A.B. Dartmouth College
J.D. Yale Law School
Professor Zug teaches Family Law, Advanced Family Law, and American Indian law. She has published numerous articles on family law, immigration law and policy, and American Indian Law in publications including the Yale Law Journal, UC Davis Law Review, The BYU Law Review, The William Mitchell Law Review, Queen's University Law Review, the Virginia Law and Policy Review, and the Emory Bankruptcy Developments Journal. Professor Zug's research focuses on the intersection of family law and immigration law and she is currently writing a book entitled Buying a Bride: From Mail Order Brides to Cyber-matches. Her op-ed on VAWA's mail order bride amendments was recently published by The New Republic Magazine and her recent articles "Separation, Deportation, Termination" and "Should I Stay or Should I Go," which exposed the growing practice of separating fit immigrant parents from their American citizen children, garnered national attention. Professor Zug has been quoted in numerous media outlets such as The Associated Press, CNN.com, The Kansas City Star, and BBC Radio. In addition, she has advised national organizations such as The Women's Refugee Commission and The Southern Poverty Law Center on the legal issues facing undocumented immigrant families. She has also been an invited speaker at universities including the University of Maryland, Queen's University, the University of Dayton, American University, and Charleston School of Law.

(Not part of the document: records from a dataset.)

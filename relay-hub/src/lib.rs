//! # Relay Hub
//!
//! Real-time WebSocket message relay: sessions, channel subscriptions, and
//! user-keyed fan-out with bounded per-session buffering.
//!
//! # Architecture
//!
//! ```text
//! ┌──────────────────────────────────────────────────────────────┐
//! │                          Relay Hub                           │
//! ├──────────────────────────────────────────────────────────────┤
//! │  ┌──────────┐   ┌──────────┐   ┌──────────┐                  │
//! │  │ Session  │   │ Session  │   │ Session  │   ...            │
//! │  │ rd ─ wr  │   │ rd ─ wr  │   │ rd ─ wr  │                  │
//! │  └────┬─────┘   └────┬─────┘   └────┬─────┘                  │
//! │       └──────────────┼──────────────┘                        │
//! │                      ▼                                       │
//! │  ┌────────────────────────────────────────────────────────┐  │
//! │  │                  Dispatch queue (bounded)              │  │
//! │  └───────────────────────┬────────────────────────────────┘  │
//! │                          ▼                                   │
//! │  ┌──────────────┐   ┌──────────────┐   ┌──────────────────┐  │
//! │  │ Handler table│──▶│   Topology   │──▶│ Outboxes (bounded│  │
//! │  │ + hooks      │   │   registry   │   │ per session)     │  │
//! │  └──────────────┘   └──────────────┘   └──────────────────┘  │
//! └──────────────────────────────────────────────────────────────┘
//! ```
//!
//! Readers feed one shared bounded queue; dispatcher workers route each
//! envelope by type through the immutable handler table and enqueue onto
//! destination outboxes. A slow consumer overflows only its own outbox;
//! delivery is best-effort to the sessions present at dispatch time.

#![warn(missing_docs)]
#![warn(clippy::all)]
#![warn(clippy::pedantic)]
#![allow(clippy::missing_errors_doc)]
#![allow(clippy::missing_panics_doc)]

pub mod config;
mod dispatch;
pub mod error;
pub mod handlers;
pub mod health;
pub mod hooks;
pub mod hub;
pub mod routes;
pub mod session;
pub mod shutdown;
pub mod topology;
mod transport;
pub mod ws;

pub use config::HubConfig;
pub use error::ApiError;
pub use handlers::MessageHandler;
pub use hooks::{DispatchHook, Hooks, SessionHook};
pub use hub::{Hub, HubBuilder};
pub use routes::create_router;
pub use session::{EnqueueResult, Session, SessionId};
pub use shutdown::ShutdownController;
pub use topology::{SessionInfo, Topology};
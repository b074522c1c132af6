//! Request dispatch.
//!
//! [`Mux`] owns a [`Router`] of erased handlers and turns each match
//! outcome into a response: matched requests run their handler with the
//! captured [`Params`](violetear_router::Params) in the request
//! extensions, misses get `404`, and method mismatches get `405` with an
//! `Allow` header. Default headers and the request-ID echo are applied
//! to every response afterwards.

use std::fmt;
use std::future::Future;
use std::time::Instant;

use http::header::{HeaderName, HeaderValue, ALLOW};
use http::{HeaderMap, Method, StatusCode};
use violetear_router::{Outcome, RouteMatch, Router};

use crate::config::ServerConfig;
use crate::error::{Result, ServerError};
use crate::handler::{handler_fn, status_response, ErasedHandler, HttpRequest, HttpResponse};

/// HTTP request multiplexer.
///
/// # Example
///
/// ```rust
/// use violetear_server::{handler::text, Mux};
/// use http::{Request, StatusCode};
/// use bytes::Bytes;
///
/// # tokio_test::block_on(async {
/// let mut mux = Mux::new();
/// mux.set_header("X-app-epazote", "1.1").unwrap();
/// mux.add_pattern(":ip", r"(?:[0-9]{1,3}\.){3}[0-9]{1,3}").unwrap();
/// mux.handle_fn("/hosts/:ip", |_req| async { text(StatusCode::OK, "host") }, "GET")
///     .unwrap();
///
/// let req = Request::get("/hosts/10.0.0.1").body(Bytes::new()).unwrap();
/// let res = mux.dispatch(req).await;
/// assert_eq!(res.status(), StatusCode::OK);
/// assert_eq!(res.headers()["X-app-epazote"], "1.1");
/// # });
/// ```
pub struct Mux {
    router: Router<ErasedHandler>,
    default_headers: HeaderMap,
    request_id_header: Option<HeaderName>,
    not_found: Option<ErasedHandler>,
    not_allowed: Option<ErasedHandler>,
    verbose: bool,
}

impl Mux {
    /// Creates an empty multiplexer.
    #[must_use]
    pub fn new() -> Self {
        Self {
            router: Router::new(),
            default_headers: HeaderMap::new(),
            request_id_header: None,
            not_found: None,
            not_allowed: None,
            verbose: false,
        }
    }

    /// Creates a multiplexer with the headers, request-ID header and
    /// verbosity from `config`.
    ///
    /// # Errors
    ///
    /// Returns [`ServerError::InvalidHeader`] for a header name or value
    /// that is not valid HTTP.
    pub fn from_config(config: &ServerConfig) -> Result<Self> {
        let mut mux = Self::new();
        for (name, value) in config.default_headers() {
            mux.set_header(name, value)?;
        }
        if let Some(name) = config.request_id_header() {
            mux.set_request_id_header(name)?;
        }
        mux.set_verbose(config.verbose());
        Ok(mux)
    }

    /// Registers a named regular expression for dynamic segments.
    ///
    /// # Errors
    ///
    /// Returns [`ServerError::Router`] if the expression does not compile.
    pub fn add_pattern(&self, name: &str, regex: &str) -> Result<()> {
        Ok(self.router.add_pattern(name, regex)?)
    }

    /// Registers `handler` for `pattern` under a comma or space separated
    /// method list. An empty list or `ALL` accepts any method.
    ///
    /// # Errors
    ///
    /// Returns [`ServerError::Router`] for a malformed pattern or an
    /// unknown method token.
    pub fn handle(&self, pattern: &str, handler: ErasedHandler, methods: &str) -> Result<()> {
        Ok(self.router.add_route(pattern, handler, methods)?)
    }

    /// Registers an async function as the handler for `pattern`.
    ///
    /// # Errors
    ///
    /// Same as [`Mux::handle`].
    pub fn handle_fn<F, Fut>(&self, pattern: &str, f: F, methods: &str) -> Result<()>
    where
        F: Fn(HttpRequest) -> Fut + Send + Sync + 'static,
        Fut: Future<Output = HttpResponse> + Send + 'static,
    {
        self.handle(pattern, handler_fn(f), methods)
    }

    /// Adds a header written onto every response the handler didn't set
    /// itself. Setting the same name again replaces the value.
    ///
    /// # Errors
    ///
    /// Returns [`ServerError::InvalidHeader`] if the name or value is not
    /// valid HTTP.
    pub fn set_header(&mut self, name: &str, value: &str) -> Result<()> {
        let header_name = parse_header_name(name)?;
        let header_value =
            HeaderValue::from_str(value).map_err(|e| ServerError::InvalidHeader {
                name: name.to_string(),
                reason: e.to_string(),
            })?;
        self.default_headers.insert(header_name, header_value);
        Ok(())
    }

    /// Copies the request header `name`, when present, onto the response.
    ///
    /// # Errors
    ///
    /// Returns [`ServerError::InvalidHeader`] if `name` is not a valid
    /// header name.
    pub fn set_request_id_header(&mut self, name: &str) -> Result<()> {
        self.request_id_header = Some(parse_header_name(name)?);
        Ok(())
    }

    /// Logs every request at `info` when enabled.
    pub fn set_verbose(&mut self, verbose: bool) {
        self.verbose = verbose;
    }

    /// Replaces the default `404` response.
    pub fn not_found_handler(&mut self, handler: ErasedHandler) {
        self.not_found = Some(handler);
    }

    /// Replaces the default `405` response. The `Allow` header is still
    /// added unless the handler sets one.
    pub fn not_allowed_handler(&mut self, handler: ErasedHandler) {
        self.not_allowed = Some(handler);
    }

    /// The underlying router.
    #[must_use]
    pub fn router(&self) -> &Router<ErasedHandler> {
        &self.router
    }

    /// Routes `req` and produces its response.
    pub async fn dispatch(&self, mut req: HttpRequest) -> HttpResponse {
        let start = Instant::now();
        let method = req.method().clone();
        let path = req.uri().path().to_owned();
        let request_id = self.request_id(req.headers());

        let mut response = match self.router.match_route(&method, &path) {
            Outcome::Matched(RouteMatch { handler, params }) => {
                req.extensions_mut().insert(params);
                handler(req).await
            }
            Outcome::MethodNotAllowed { allowed } => {
                let mut response = match &self.not_allowed {
                    Some(handler) => handler(req).await,
                    None => status_response(StatusCode::METHOD_NOT_ALLOWED),
                };
                if let Some(allow) = allow_header(&allowed) {
                    response.headers_mut().entry(ALLOW).or_insert(allow);
                }
                response
            }
            Outcome::NotFound => match &self.not_found {
                Some(handler) => handler(req).await,
                None => status_response(StatusCode::NOT_FOUND),
            },
        };

        let request_id = self.decorate(&mut response, request_id);

        let status = response.status().as_u16();
        let duration_ms = start.elapsed().as_secs_f64() * 1000.0;
        tracing::debug!(http.method = %method, http.path = %path, http.status_code = status, "dispatched");
        if self.verbose {
            violetear_telemetry::log_request!(
                method,
                path,
                status,
                duration_ms,
                request_id.as_deref().unwrap_or("-")
            );
        }

        response
    }

    /// Picks the configured request-id header out of the request headers.
    pub(crate) fn request_id(&self, headers: &HeaderMap) -> Option<(HeaderName, HeaderValue)> {
        let name = self.request_id_header.as_ref()?;
        Some((name.clone(), headers.get(name)?.clone()))
    }

    /// Adds the default headers and the echoed request id to a response.
    ///
    /// Headers the response already carries are left alone. Returns the
    /// request id as text for logging.
    pub(crate) fn decorate(
        &self,
        response: &mut HttpResponse,
        request_id: Option<(HeaderName, HeaderValue)>,
    ) -> Option<String> {
        let headers = response.headers_mut();
        for (name, value) in &self.default_headers {
            if !headers.contains_key(name) {
                headers.insert(name.clone(), value.clone());
            }
        }

        request_id.map(|(name, value)| {
            let display = value.to_str().unwrap_or_default().to_owned();
            headers.entry(name).or_insert(value);
            display
        })
    }
}

impl Default for Mux {
    fn default() -> Self {
        Self::new()
    }
}

impl fmt::Debug for Mux {
    fn fmt(&self, f: &mut fmt::Formatter<'_>) -> fmt::Result {
        f.debug_struct("Mux")
            .field("routes", &self.router.len())
            .field("patterns", &self.router.pattern_names())
            .field("default_headers", &self.default_headers)
            .field("request_id_header", &self.request_id_header)
            .field("custom_not_found", &self.not_found.is_some())
            .field("custom_not_allowed", &self.not_allowed.is_some())
            .field("verbose", &self.verbose)
            .finish()
    }
}

fn parse_header_name(name: &str) -> Result<HeaderName> {
    HeaderName::from_bytes(name.as_bytes()).map_err(|e| ServerError::InvalidHeader {
        name: name.to_string(),
        reason: e.to_string(),
    })
}

fn allow_header(allowed: &[Method]) -> Option<HeaderValue> {
    if allowed.is_empty() {
        return None;
    }
    let joined = allowed
        .iter()
        .map(Method::as_str)
        .collect::<Vec<_>>()
        .join(", ");
    HeaderValue::from_str(&joined).ok()
}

Marcia Zug is a graduate of Dartmouth College and The Yale Law School, where she was an editor of The Yale Law Journal and Developments Editor of The Yale Law and Policy Review. Before joining the faculty at The University of South Carolina, she practiced in the white collar and appellate law divisions of the New York office of Steptoe & Johnson LLP. Her pro bono work included providing legal assistance to Americans Indians with a focus on domestic disputes. Before joining Steptoe & Johnson, Professor Zug clerked for the Honorable Dolores Sloviter, former Chief Judge of the Third Circuit Court of Appeals.